Tortured and traumatized: Suicidal children, violent kidnappings test migrant families’ faith in Reynosa

Found mixed between photos of Felicia Rangel-Samponaro’s 10-year-old son and the schools built in Mexico for asylum seekers by her nongovernmental organization — the Sidewalk School — are photos showing migrant children with bloody noses in Reynosa, videos of migrant families kneeling beside people standing off-camera holding guns to their heads, and images showing large patches of skin burned off limbs of migrants lucky enough to have survived through it.

Unseen trauma threatens the lives of the smallest among them, too. Children have tried ending their lives at the encampment, Rangel-Samponaro said.

“How can you fix something that serious if you don’t have anything? You can’t,” she said. “All you can do is sit there and watch your child suffer.”

A TYPICAL DAY IN THE CAMP

A symphony of clashing cellphone notifications, ringers, alarms can be heard as the sun rises one Saturday morning over the Plaza las Americas, a park sitting a block away from the foot of the international bridge connecting Reynosa to Hidalgo.

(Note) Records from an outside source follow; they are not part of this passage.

use crate::QuizApp;
use crate::analytics::Band;
use egui::{Button, CentralPanel, Color32, Context, Frame, Ui, Visuals};

const BUTTON_HEIGHT: f32 = 36.0;
const BUTTON_GAP: f32 = 8.0;

/// Barra de navegación superior, común a todas las pantallas menos la
/// bienvenida.
pub fn top_panel(app: &mut QuizApp, ctx: &Context) {
    egui::TopBottomPanel::top("learncheck_nav").show(ctx, |ui| {
        ui.horizontal_centered(|ui| {
            if ui.button("🏠 Inicio").clicked() {
                app.ir_a_bienvenida();
            }
            if ui.button("📊 Mi progreso").clicked() {
                app.ir_al_dashboard();
            }
            // Solo tiene sentido dentro de la plataforma
            if app.embedded && ui.button("📚 Volver al material").clicked() {
                app.volver_al_material();
            }
        });
    });
}

/// Pie con el conmutador de tema
pub fn bottom_panel(ctx: &Context) {
    egui::TopBottomPanel::bottom("learncheck_footer").show(ctx, |ui| {
        ui.with_layout(egui::Layout::right_to_left(egui::Align::Center), |ui| {
            let dark = ui.visuals().dark_mode;
            let label = if dark { "☀ Modo claro" } else { "🌙 Modo oscuro" };
            if ui.button(label).clicked() {
                ctx.set_visuals(if dark { Visuals::light() } else { Visuals::dark() });
            }
        });
    });
}

/// Panel central con el contenido centrado en vertical y acotado en
/// anchura; `est_height` es la altura estimada del bloque interior.
pub fn centered_panel(
    ctx: &Context,
    est_height: f32,
    max_width: f32,
    inner: impl FnOnce(&mut Ui),
) {
    CentralPanel::default().show(ctx, |ui| {
        let slack = ((ui.available_height() - est_height) / 2.0).max(0.0);
        ui.add_space(slack);
        Frame::default()
            .fill(ui.visuals().window_fill())
            .inner_margin(egui::Margin::symmetric(16, 16))
            .show(ui, |ui| {
                ui.set_width(ui.available_width().min(max_width));
                inner(ui);
            });
        ui.add_space(slack);
    });
}

/// Fila centrada con dos botones de igual anchura. Devuelve
/// (clic izquierdo, clic derecho).
pub fn two_button_row(
    ui: &mut Ui,
    panel_width: f32,
    left_label: &str,
    right_label: &str,
) -> (bool, bool) {
    let btn_w = (panel_width - BUTTON_GAP) / 2.0;
    let size = [btn_w, BUTTON_HEIGHT];
    ui.horizontal(|ui| {
        ui.add_space((ui.available_width() - panel_width) / 2.0);
        let left = ui.add_sized(size, Button::new(left_label)).clicked();
        let right = ui.add_sized(size, Button::new(right_label)).clicked();
        (left, right)
    })
    .inner
}

/// Color de texto de las celdas del dashboard según la banda
pub fn band_color(band: Band) -> Color32 {
    match band {
        Band::Good => Color32::from_rgb(70, 200, 120),
        Band::Warning => Color32::from_rgb(230, 180, 60),
        Band::Poor => Color32::from_rgb(230, 90, 90),
    }
}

By 7:30 a.m., a loud sermon from an eager preacher pierces through the thin plastic tarps and tents waking up the snoring men, coughing children, and tired women scattered throughout the 53,000 square-foot plaza.

Dreary faces hang from the families waking up to another hot day. The morning routine for many is similar to those of any resident, brushing their teeth, going to the restroom, and taking a shower. Except, utilities are spread apart, public and sometimes at a cost.

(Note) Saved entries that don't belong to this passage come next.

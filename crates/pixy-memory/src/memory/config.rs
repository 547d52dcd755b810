use serde::{Deserialize, Serialize};
use std::fs;
use std::path::{Path, PathBuf};
use std::time::Duration;
use thiserror::Error;

/// Name of the directory holding notes, relative to the workspace.
pub const MEMORY_DIR_NAME: &str = "memory";
/// File name of the long-term note inside the memory directory.
pub const LONG_TERM_FILE_NAME: &str = "MEMORY.md";

const DEFAULT_SEARCH_MAX_RESULTS: usize = 10;
const SEARCH_MAX_RESULTS_CAP: usize = 50;
const DEFAULT_CONSOLIDATION_MAX_ITERATIONS: usize = 10;

/// Errors raised while loading or validating configuration.
#[derive(Debug, Error)]
pub enum ConfigError {
    #[error("failed to read config {path}: {source}")]
    Io {
        path: PathBuf,
        #[source]
        source: std::io::Error,
    },

    #[error("failed to parse config {path}: {source}")]
    Parse {
        path: PathBuf,
        #[source]
        source: toml::de::Error,
    },

    #[error("invalid configuration: {0}")]
    Invalid(String),
}

/// Configuration for the memory subsystem.
#[derive(Debug, Clone, PartialEq, Serialize, Deserialize)]
#[serde(default)]
pub struct MemoryConfig {
    /// Workspace root. Notes live under `<workspace>/memory`, and the
    /// consolidation file tools are confined to this directory.
    pub workspace: PathBuf,

    /// Result count used by search when the caller gives none.
    pub search_default_max_results: usize,

    /// Upper bound applied to any requested result count.
    pub search_max_results_cap: usize,

    /// Completion requests allowed per consolidation run.
    pub consolidation_max_iterations: usize,

    /// Optional deadline for each completion request.
    pub request_timeout_secs: Option<u64>,
}

impl Default for MemoryConfig {
    fn default() -> Self {
        Self {
            workspace: PathBuf::from("."),
            search_default_max_results: DEFAULT_SEARCH_MAX_RESULTS,
            search_max_results_cap: SEARCH_MAX_RESULTS_CAP,
            consolidation_max_iterations: DEFAULT_CONSOLIDATION_MAX_ITERATIONS,
            request_timeout_secs: None,
        }
    }
}

impl MemoryConfig {
    /// Create a new memory config rooted at `workspace`.
    pub fn new(workspace: impl Into<PathBuf>) -> Self {
        Self {
            workspace: workspace.into(),
            ..Default::default()
        }
    }

    pub fn memory_dir(&self) -> PathBuf {
        self.workspace.join(MEMORY_DIR_NAME)
    }

    pub fn request_timeout(&self) -> Option<Duration> {
        self.request_timeout_secs.map(Duration::from_secs)
    }

    /// Resolve a caller-supplied result count into `[1, cap]`.
    pub fn clamp_max_results(&self, requested: Option<i64>) -> usize {
        let cap = self.search_max_results_cap.max(1);
        match requested {
            None => self.search_default_max_results.clamp(1, cap),
            Some(value) if value < 1 => 1,
            Some(value) => usize::try_from(value).unwrap_or(cap).min(cap),
        }
    }

    /// Validate the configuration.
    pub fn validate(&self) -> Result<(), ConfigError> {
        if self.search_max_results_cap == 0 {
            return Err(ConfigError::Invalid(
                "search_max_results_cap must be greater than 0".to_string(),
            ));
        }
        if self.search_default_max_results == 0 {
            return Err(ConfigError::Invalid(
                "search_default_max_results must be greater than 0".to_string(),
            ));
        }
        if self.search_default_max_results > self.search_max_results_cap {
            return Err(ConfigError::Invalid(format!(
                "search_default_max_results ({}) exceeds search_max_results_cap ({})",
                self.search_default_max_results, self.search_max_results_cap
            )));
        }
        if self.consolidation_max_iterations == 0 {
            return Err(ConfigError::Invalid(
                "consolidation_max_iterations must be greater than 0".to_string(),
            ));
        }
        if self.request_timeout_secs == Some(0) {
            return Err(ConfigError::Invalid(
                "request_timeout_secs must be greater than 0 when set".to_string(),
            ));
        }
        Ok(())
    }
}

/// Logging options for the `pixy-memory` binary.
#[derive(Debug, Clone, PartialEq, Serialize, Deserialize)]
#[serde(default)]
pub struct LogConfig {
    pub level: String,
    /// Directory for the log file; `~/.pixy` when unset.
    pub dir: Option<PathBuf>,
    pub file_name: String,
    pub stdout: bool,
}

impl Default for LogConfig {
    fn default() -> Self {
        Self {
            level: "info".to_string(),
            dir: None,
            file_name: "pixy-memory.log".to_string(),
            stdout: false,
        }
    }
}

impl LogConfig {
    pub fn resolved_dir(&self) -> PathBuf {
        self.dir.clone().unwrap_or_else(|| {
            let home = std::env::var("HOME").unwrap_or_else(|_| ".".to_string());
            PathBuf::from(home).join(".pixy")
        })
    }
}

/// Contents of a `pixy-memory.toml` file.
#[derive(Debug, Clone, Default, PartialEq, Serialize, Deserialize)]
#[serde(default)]
pub struct PixyMemoryToml {
    pub memory: MemoryConfig,
    pub log: LogConfig,
}

impl PixyMemoryToml {
    pub fn parse(path: &Path, text: &str) -> Result<Self, ConfigError> {
        let parsed: Self = toml::from_str(text).map_err(|source| ConfigError::Parse {
            path: path.to_path_buf(),
            source,
        })?;
        parsed.memory.validate()?;
        Ok(parsed)
    }

    pub fn load(path: &Path) -> Result<Self, ConfigError> {
        let text = fs::read_to_string(path).map_err(|source| ConfigError::Io {
            path: path.to_path_buf(),
            source,
        })?;
        Self::parse(path, &text)
    }

    /// Load `path` if given, otherwise fall back to defaults.
    pub fn load_or_default(path: Option<&Path>) -> Result<Self, ConfigError> {
        match path {
            Some(path) => Self::load(path),
            None => Ok(Self::default()),
        }
    }
}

Long lines form around the nearly dozen portable restrooms set up in a corner of the plaza. Others head to the water tanks set up on wooden platforms with spouts poking out. Some children, still new to the pressure, open it too much and water springs out in large arcs. Parents nearby adjust it to a more moderate release of the water they use to splash on their faces, drink, and brush their teeth.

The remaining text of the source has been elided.